## What is expected:
Set down the listing below verbatim, but only from its first line through the line containing "before dispatch begins.".
-*-
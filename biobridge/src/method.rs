//! The canonical Bio method catalogue.
//!
//! Method names arrive as strings; [`Method::from_str`] is the only way into
//! the typed world, so any name outside the catalogue falls through to
//! method-not-found before dispatch begins.

use crate::permission::Capability;
use std::fmt;
use std::str::FromStr;

/// A method of the native Bio provider.
#[derive(Debug, Clone, Copy, PartialEq, Eq, Hash)]
pub enum Method {
    /// Ask the user to connect accounts.
    RequestAccounts,
    /// Accounts connected in this session.
    Accounts,
    /// Ask the user to switch the connected account.
    SelectAccount,
    /// Ask the user to pick any wallet address (not necessarily connected).
    PickWallet,
    /// Sign an arbitrary message.
    SignMessage,
    /// Sign structured data.
    SignTypedData,
    /// Build an unsigned transaction.
    CreateTransaction,
    /// Sign a transaction after confirmation.
    SignTransaction,
    /// Confirm, sign and broadcast a transfer.
    SendTransaction,
    /// Broadcast an already signed transaction.
    BroadcastTransaction,
    /// Current host chain id.
    ChainId,
    /// Balance of an address.
    GetBalance,
    /// Dismiss the host splash screen.
    CloseSplashScreen,
}

impl Method {
    /// Every method in the catalogue.
    pub const ALL: [Self; 13] = [
        Self::RequestAccounts,
        Self::Accounts,
        Self::SelectAccount,
        Self::PickWallet,
        Self::SignMessage,
        Self::SignTypedData,
        Self::CreateTransaction,
        Self::SignTransaction,
        Self::SendTransaction,
        Self::BroadcastTransaction,
        Self::ChainId,
        Self::GetBalance,
        Self::CloseSplashScreen,
    ];

    /// Wire name.
    #[must_use]
    pub const fn as_str(self) -> &'static str {
        match self {
            Self::RequestAccounts => "bio_requestAccounts",
            Self::Accounts => "bio_accounts",
            Self::SelectAccount => "bio_selectAccount",
            Self::PickWallet => "bio_pickWallet",
            Self::SignMessage => "bio_signMessage",
            Self::SignTypedData => "bio_signTypedData",
            Self::CreateTransaction => "bio_createTransaction",
            Self::SignTransaction => "bio_signTransaction",
            Self::SendTransaction => "bio_sendTransaction",
            Self::BroadcastTransaction => "bio_broadcastTransaction",
            Self::ChainId => "bio_chainId",
            Self::GetBalance => "bio_getBalance",
            Self::CloseSplashScreen => "bio_closeSplashScreen",
        }
    }

    /// Capability the app must hold before the method is dispatched.
    #[must_use]
    pub const fn required_capability(self) -> Option<Capability> {
        match self {
            Self::RequestAccounts | Self::SelectAccount | Self::PickWallet => {
                Some(Capability::Accounts)
            }
            Self::SignMessage | Self::SignTypedData | Self::SignTransaction => {
                Some(Capability::Sign)
            }
            Self::CreateTransaction | Self::SendTransaction | Self::BroadcastTransaction => {
                Some(Capability::Transact)
            }
            Self::Accounts | Self::ChainId | Self::GetBalance | Self::CloseSplashScreen => None,
        }
    }
}

impl fmt::Display for Method {
    fn fmt(&self, f: &mut fmt::Formatter<'_>) -> fmt::Result {
        f.write_str(self.as_str())
    }
}

/// Error returned for names outside the catalogue.
#[derive(Debug, Clone, PartialEq, Eq, thiserror::Error)]
#[error("unknown method '{0}'")]
pub struct UnknownMethod(pub String);

impl FromStr for Method {
    type Err = UnknownMethod;

    fn from_str(s: &str) -> Result<Self, Self::Err> {
        Self::ALL
            .into_iter()
            .find(|m| m.as_str() == s)
            .ok_or_else(|| UnknownMethod(s.to_string()))
    }
}
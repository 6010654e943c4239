//! Tron address conversion.
//!
//! A Tron address is 21 bytes: the `0x41` network prefix followed by a
//! 20-byte account id. Wallets show it as Base58Check (`T...`); raw APIs use
//! the hex form (`41...`). Conversion needs no network state.

use serde::{Deserialize, Serialize};

/// Network prefix byte of mainnet addresses.
pub const ADDRESS_PREFIX: u8 = 0x41;

const ADDRESS_LEN: usize = 21;

/// Both representations of one address.
#[derive(Debug, Clone, PartialEq, Eq, Serialize, Deserialize)]
pub struct TronAddress {
    /// Base58Check form.
    pub base58: String,
    /// Hex form, `41` prefixed, lowercase.
    pub hex: String,
}

impl TronAddress {
    /// Build from either representation.
    #[must_use]
    pub fn parse(address: &str) -> Option<Self> {
        if let Some(hex) = to_hex(address) {
            return Some(Self {
                base58: address.to_string(),
                hex,
            });
        }
        let base58 = from_hex(address)?;
        let hex = to_hex(&base58)?;
        Some(Self { base58, hex })
    }
}

fn decode_base58(address: &str) -> Option<Vec<u8>> {
    let bytes = bs58::decode(address)
        .with_check(Some(ADDRESS_PREFIX))
        .into_vec()
        .ok()?;
    (bytes.len() == ADDRESS_LEN).then_some(bytes)
}

/// Base58Check address to its hex form.
#[must_use]
pub fn to_hex(address: &str) -> Option<String> {
    decode_base58(address).map(hex::encode)
}

/// Hex address (`41...`, or an EVM-style `0x...` account id) to Base58Check.
#[must_use]
pub fn from_hex(address: &str) -> Option<String> {
    let raw = address
        .strip_prefix("0x")
        .or_else(|| address.strip_prefix("0X"));
    let bytes = match raw {
        Some(account_id) => {
            let id = hex::decode(account_id).ok()?;
            if id.len() != ADDRESS_LEN - 1 {
                return None;
            }
            let mut bytes = Vec::with_capacity(ADDRESS_LEN);
            bytes.push(ADDRESS_PREFIX);
            bytes.extend(id);
            bytes
        }
        None => hex::decode(address).ok()?,
    };
    if bytes.len() != ADDRESS_LEN || bytes[0] != ADDRESS_PREFIX {
        return None;
    }
    Some(bs58::encode(bytes).with_check().into_string())
}

/// Whether a string is a valid Base58Check Tron address.
#[must_use]
pub fn is_address(address: &str) -> bool {
    decode_base58(address).is_some()
}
-*-
## The completed task:
filename biobridge/src/method.rs
//! The canonical Bio method catalogue.
//!
//! Method names arrive as strings; [`Method::from_str`] is the only way into
//! the typed world, so any name outside the catalogue falls through to
//! method-not-found before dispatch begins.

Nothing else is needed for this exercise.